Surprisingly, this project reminded me of something that is so familiar when you are working in enterprise IT environment and deal with real life systems and real companies: you cannot do just one thing. After we uncovered the carpets, we have discovered few hidden issues that had to be fixed before we could put the hardwood in. In process of fixing it, another issue popped up and we ended up replacing the plywood that was under the carpet. As result, what was supposed to be done in 2-3 days, will take twice as long and will carry according price tag. In all this we are extremely lucky having very good, capable, hard working and honest contractor doing the work.

So, does all this renovation have anything else in common with software engineering? I think it does. Year or so ago, we had this discussion about metaphors, paradigms and models for the software development process. One of the discussion’s topics was why is our (presumably engineering) profession so bad in estimating the time and effort required. Look at the guys building the houses – Steve challenged us – they can tell with 5-10% precision when they will be finished and how much will it cost. Even better, when customer changes his/her mind in the middle of the project, the impact of the change on timeline and price can be determined with fairly high accuracy.

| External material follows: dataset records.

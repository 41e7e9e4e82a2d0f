//! RPC wire model: request/response envelopes, the error code taxonomy, and
//! the server-to-client event envelope.
//!
//! The core is transport-agnostic; the surrounding host wires these types to
//! WebSocket frames, HTTP push, or any other bidirectional channel. All
//! payloads are language-neutral JSON records.

use chrono::{DateTime, Utc};
use serde::{Deserialize, Serialize};

// ━━━━━━━━━━━━━━━━━━━━━━━━━━━━━━━━━━━━━━━━━━━━━━━━━━━━━━━━━━━━━━━━━━
// Requests & responses
// ━━━━━━━━━━━━━━━━━━━━━━━━━━━━━━━━━━━━━━━━━━━━━━━━━━━━━━━━━━━━━━━━━━

/// Client → server request.
#[derive(Debug, Clone, Serialize, Deserialize)]
pub struct RpcRequest {
    pub id: String,
    /// Dotted method name, e.g. `"session.create"`.
    pub method: String,
    #[serde(default, skip_serializing_if = "Option::is_none")]
    pub params: Option<serde_json::Value>,
    /// When present, repeated requests with the same key from the same
    /// connection return the cached response without re-dispatch.
    #[serde(default, skip_serializing_if = "Option::is_none")]
    pub idempotency_key: Option<String>,
}

/// Server → client response. Exactly one per request id.
#[derive(Debug, Clone, Serialize, Deserialize)]
pub struct RpcResponse {
    pub id: String,
    pub success: bool,
    #[serde(default, skip_serializing_if = "Option::is_none")]
    pub result: Option<serde_json::Value>,
    #[serde(default, skip_serializing_if = "Option::is_none")]
    pub error: Option<RpcError>,
}

impl RpcResponse {
    pub fn ok(id: impl Into<String>, result: serde_json::Value) -> Self {
        Self {
            id: id.into(),
            success: true,
            result: Some(result),
            error: None,
        }
    }

    pub fn err(id: impl Into<String>, code: ErrorCode, message: impl Into<String>) -> Self {
        Self {
            id: id.into(),
            success: false,
            result: None,
            error: Some(RpcError {
                code,
                message: message.into(),
            }),
        }
    }
}

#[derive(Debug, Clone, Serialize, Deserialize)]
pub struct RpcError {
    pub code: ErrorCode,
    pub message: String,
}

/// The client-visible error taxonomy.
#[derive(Debug, Clone, Copy, PartialEq, Eq, Serialize, Deserialize)]
#[serde(rename_all = "SCREAMING_SNAKE_CASE")]
pub enum ErrorCode {
    InvalidParams,
    MethodNotFound,
    /// A manager the method requires was not wired into the dispatch context.
    NotAvailable,
    SessionNotFound,
    AlreadyExists,
    ParentNotFound,
    PermissionDenied,
    FileNotFound,
    FileError,
    InternalError,
    Blocked,
}

// ━━━━━━━━━━━━━━━━━━━━━━━━━━━━━━━━━━━━━━━━━━━━━━━━━━━━━━━━━━━━━━━━━━
// Server events
// ━━━━━━━━━━━━━━━━━━━━━━━━━━━━━━━━━━━━━━━━━━━━━━━━━━━━━━━━━━━━━━━━━━

/// Server → client push event, fanned out to every connection subscribed to
/// the event's session. Delivery is best-effort per connection; ordering per
/// `(connection, session)` is preserved.
#[derive(Debug, Clone, Serialize, Deserialize)]
pub struct ServerEvent {
    #[serde(rename = "type")]
    pub kind: ServerEventKind,
    #[serde(default, skip_serializing_if = "Option::is_none")]
    pub session_id: Option<String>,
    pub timestamp: DateTime<Utc>,
    pub data: serde_json::Value,
}

impl ServerEvent {
    pub fn new(kind: ServerEventKind, session_id: Option<String>, data: serde_json::Value) -> Self {
        Self {
            kind,
            session_id,
            timestamp: Utc::now(),
            data,
        }
    }
}

/// Push event discriminators.
#[derive(Debug, Clone, Copy, PartialEq, Eq, Hash, Serialize, Deserialize)]
pub enum ServerEventKind {
    #[serde(rename = "session.created")]
    SessionCreated,
    #[serde(rename = "session.ended")]
    SessionEnded,
    #[serde(rename = "session.forked")]
    SessionForked,

    #[serde(rename = "agent.turn")]
    AgentTurn,
    #[serde(rename = "agent.text_delta")]
    AgentTextDelta,
    #[serde(rename = "agent.thinking_delta")]
    AgentThinkingDelta,
    #[serde(rename = "agent.tool_start")]
    AgentToolStart,
    #[serde(rename = "agent.tool_result")]
    AgentToolResult,
    #[serde(rename = "agent.message_deleted")]
    AgentMessageDeleted,
    #[serde(rename = "agent.context_cleared")]
    AgentContextCleared,
    #[serde(rename = "agent.compaction")]
    AgentCompaction,
    #[serde(rename = "agent.error")]
    AgentError,

    /// A raw log event was appended (delta-sync feed for clients).
    #[serde(rename = "event.new")]
    EventNew,

    #[serde(rename = "browser.frame")]
    BrowserFrame,
    #[serde(rename = "browser.closed")]
    BrowserClosed,

    #[serde(rename = "hook.triggered")]
    HookTriggered,
    #[serde(rename = "hook.completed")]
    HookCompleted,
    #[serde(rename = "hook.background_started")]
    HookBackgroundStarted,
    #[serde(rename = "hook.background_completed")]
    HookBackgroundCompleted,
}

We have talked about obvious differences between building a house and building a software system. The house is pretty much always the same – can be bigger or smaller, but the variations are very small compared to possibilities of software systems. There is very small selection of materials, the components are well standardized and the process of building has been tested and fine tuned on millions of houses built. The workforce in construction business is very much standardized as well – the productivity can be easily measured and deviations between the most and least productive worker are much smaller than in software world. The laws of physics help too – by making the completely wrong combinations of components more obvious and easier to spot. In short, construction of a house is bad metaphor for building a software system.

What seems to be much better metaphor (if we have to stay in the realms of construction business) is house renovation. Here you have to make assumptions and will make discoveries as you progress – and this maps nicely to the process of requirement “gathering” (whoever created the term gathering was idealist, in reality it is much closer to digging for requirements, but back to the topic). You start assuming that your job is to put in hardwood floor – or to integrate two software systems. In reality, your job is to resolve unknown number of problems of unknown complexity in order to even start.

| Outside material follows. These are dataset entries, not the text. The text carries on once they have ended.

//! The durable event store: an append-only DAG of typed events in SQLite.
//!
//! Every semantic change to a session is one immutable row in `events`.
//! Appends are serialized per session (the connection lock makes them
//! serialized globally, which is stricter than the contract requires);
//! queries are repeatable-read against the same store.

pub mod error;
pub mod schema;
pub mod store;

pub use error::{Result, StoreError};
pub use store::{AppendEvent, EventFilter, EventStore, NewSession, SinceQuery};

You have the legacy of existing house, plumbing, infrastructure – similar as you have legacy enterprise systems, databases, data feeds, business owners and so on. You may be aware of some them before you start, but their true size, nature, status and complex interdepencies will became fully understood only during the process of renovation (or integration).

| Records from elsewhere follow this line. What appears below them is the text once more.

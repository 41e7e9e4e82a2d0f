//! The tool seam.
//!
//! Concrete tool implementations (file I/O, shell, web fetch) live outside
//! the core; they plug in through [`Tool`]. The registry owns the
//! declaration list sent to the provider, and [`dispatch_tool`] wraps one
//! invocation with its timeout and error shaping.

use std::collections::HashMap;
use std::sync::Arc;
use std::time::Duration;

use sb_domain::error::{Error, Result};
use sb_domain::message::ToolDefinition;

use crate::runtime::cancel::CancelToken;

/// What one tool call produced, in the shape the model sees.
#[derive(Debug, Clone)]
pub struct ToolOutcome {
    pub content: String,
    pub is_error: bool,
    /// Tool asked the pipeline to end the turn after recording this result.
    pub stop_turn: bool,
}

impl ToolOutcome {
    pub fn ok(content: impl Into<String>) -> Self {
        Self {
            content: content.into(),
            is_error: false,
            stop_turn: false,
        }
    }

    pub fn error(content: impl Into<String>) -> Self {
        Self {
            content: content.into(),
            is_error: true,
            stop_turn: false,
        }
    }
}

/// Trait every tool implements.
///
/// Cancellation is cooperative: a tool that ignores the token runs to
/// completion, and its result is still recorded.
#[async_trait::async_trait]
pub trait Tool: Send + Sync {
    fn definition(&self) -> ToolDefinition;
    async fn run(&self, arguments: serde_json::Value, cancel: CancelToken) -> Result<ToolOutcome>;
}

// ━━━━━━━━━━━━━━━━━━━━━━━━━━━━━━━━━━━━━━━━━━━━━━━━━━━━━━━━━━━━━━━━━━
// Registry
// ━━━━━━━━━━━━━━━━━━━━━━━━━━━━━━━━━━━━━━━━━━━━━━━━━━━━━━━━━━━━━━━━━━

pub struct ToolRegistry {
    tools: HashMap<String, Arc<dyn Tool>>,
}

impl ToolRegistry {
    pub fn new() -> Self {
        Self {
            tools: HashMap::new(),
        }
    }

    pub fn register(&mut self, tool: Arc<dyn Tool>) {
        self.tools.insert(tool.definition().name, tool);
    }

    pub fn get(&self, name: &str) -> Option<Arc<dyn Tool>> {
        self.tools.get(name).cloned()
    }

    /// Declarations sent to the provider, in stable name order.
    pub fn definitions(&self) -> Vec<ToolDefinition> {
        let mut defs: Vec<ToolDefinition> =
            self.tools.values().map(|t| t.definition()).collect();
        defs.sort_by(|a, b| a.name.cmp(&b.name));
        defs
    }

    /// Whether a tool's calls may run concurrently with its siblings.
    pub fn is_independent(&self, name: &str) -> bool {
        self.tools
            .get(name)
            .map(|t| t.definition().independent)
            .unwrap_or(false)
    }

    pub fn is_empty(&self) -> bool {
        self.tools.is_empty()
    }
}

impl Default for ToolRegistry {
    fn default() -> Self {
        Self::new()
    }
}

/// Run one tool call under its timeout. Failures are non-fatal to the
/// session: they come back as error outcomes the model can read.
pub async fn dispatch_tool(
    registry: &ToolRegistry,
    tool_name: &str,
    arguments: serde_json::Value,
    timeout: Duration,
    cancel: CancelToken,
) -> ToolOutcome {
    let Some(tool) = registry.get(tool_name) else {
        return ToolOutcome::error(format!("unknown tool: {tool_name}"));
    };

    match tokio::time::timeout(timeout, tool.run(arguments, cancel)).await {
        Ok(Ok(outcome)) => outcome,
        Ok(Err(e)) => {
            tracing::warn!(tool = tool_name, error = %e, "tool failed");
            ToolOutcome::error(e.to_string())
        }
        Err(_) => {
            tracing::warn!(tool = tool_name, ?timeout, "tool timed out");
            ToolOutcome::error(
                Error::Timeout(format!("tool {tool_name} exceeded {timeout:?}")).to_string(),
            )
        }
    }
}

#[cfg(test)]
mod tests {
    use super::*;

    struct Echo {
        independent: bool,
    }

    #[async_trait::async_trait]
    impl Tool for Echo {
        fn definition(&self) -> ToolDefinition {
            ToolDefinition {
                name: "echo".into(),
                description: "echoes its input".into(),
                parameters: serde_json::json!({"type": "object"}),
                independent: self.independent,
            }
        }
        async fn run(
            &self,
            arguments: serde_json::Value,
            _cancel: CancelToken,
        ) -> Result<ToolOutcome> {
            Ok(ToolOutcome::ok(arguments.to_string()))
        }
    }

    struct Hang;

    #[async_trait::async_trait]
    impl Tool for Hang {
        fn definition(&self) -> ToolDefinition {
            ToolDefinition {
                name: "hang".into(),
                description: "never returns".into(),
                parameters: serde_json::json!({"type": "object"}),
                independent: false,
            }
        }
        async fn run(
            &self,
            _arguments: serde_json::Value,
            _cancel: CancelToken,
        ) -> Result<ToolOutcome> {
            tokio::time::sleep(Duration::from_secs(600)).await;
            Ok(ToolOutcome::ok("unreachable"))
        }
    }

    #[tokio::test]
    async fn dispatch_runs_registered_tool() {
        let mut reg = ToolRegistry::new();
        reg.register(Arc::new(Echo { independent: true }));

        let outcome = dispatch_tool(
            &reg,
            "echo",
            serde_json::json!({"x": 1}),
            Duration::from_secs(5),
            CancelToken::new(),
        )
        .await;
        assert!(!outcome.is_error);
        assert!(outcome.content.contains("\"x\":1"));
    }

    #[tokio::test]
    async fn unknown_tool_is_an_error_outcome() {
        let reg = ToolRegistry::new();
        let outcome = dispatch_tool(
            &reg,
            "missing",
            serde_json::json!({}),
            Duration::from_secs(5),
            CancelToken::new(),
        )
        .await;
        assert!(outcome.is_error);
        assert!(outcome.content.contains("unknown tool"));
    }

    #[tokio::test]
    async fn timed_out_tool_is_an_error_outcome() {
        let mut reg = ToolRegistry::new();
        reg.register(Arc::new(Hang));
        let outcome = dispatch_tool(
            &reg,
            "hang",
            serde_json::json!({}),
            Duration::from_millis(20),
            CancelToken::new(),
        )
        .await;
        assert!(outcome.is_error);
    }

    #[test]
    fn definitions_are_name_sorted() {
        let mut reg = ToolRegistry::new();
        reg.register(Arc::new(Hang));
        reg.register(Arc::new(Echo { independent: true }));
        let names: Vec<String> = reg.definitions().into_iter().map(|d| d.name).collect();
        assert_eq!(names, vec!["echo", "hang"]);
        assert!(reg.is_independent("echo"));
        assert!(!reg.is_independent("hang"));
    }
}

So what is the moral of the story and what is the right approach ? I have no answer that would work in every situation. What worked for me – is honest communication and transparent decisions. Make sure that the customer understands what is included in the estimate, what are your assumptions and what can potentially be hidden issues if there is an indication you may find some. Whenever you discover something that may change the scope, do not delay telling the client and make sure he/she understands all possible pathways and their consequences.

Be generous – if you need to invest extra time to make sure the recommended decision is the best option for the client, invest that effort regardless whether the cost will be covered by the client. If you go that extra mile, in long run you will be always rewarded – with repeated business, better rate or at least the good karma for doing the right thing.

Document all agreements, discoveries, options presented and decisions – they may be great reference when facing similar decision in your next assignment. And sometimes the document trail you leave behind may be only existing documentation of the system in question. The contractor that comes next, will thank you for that. If you do your part properly, that somebody may be the future you.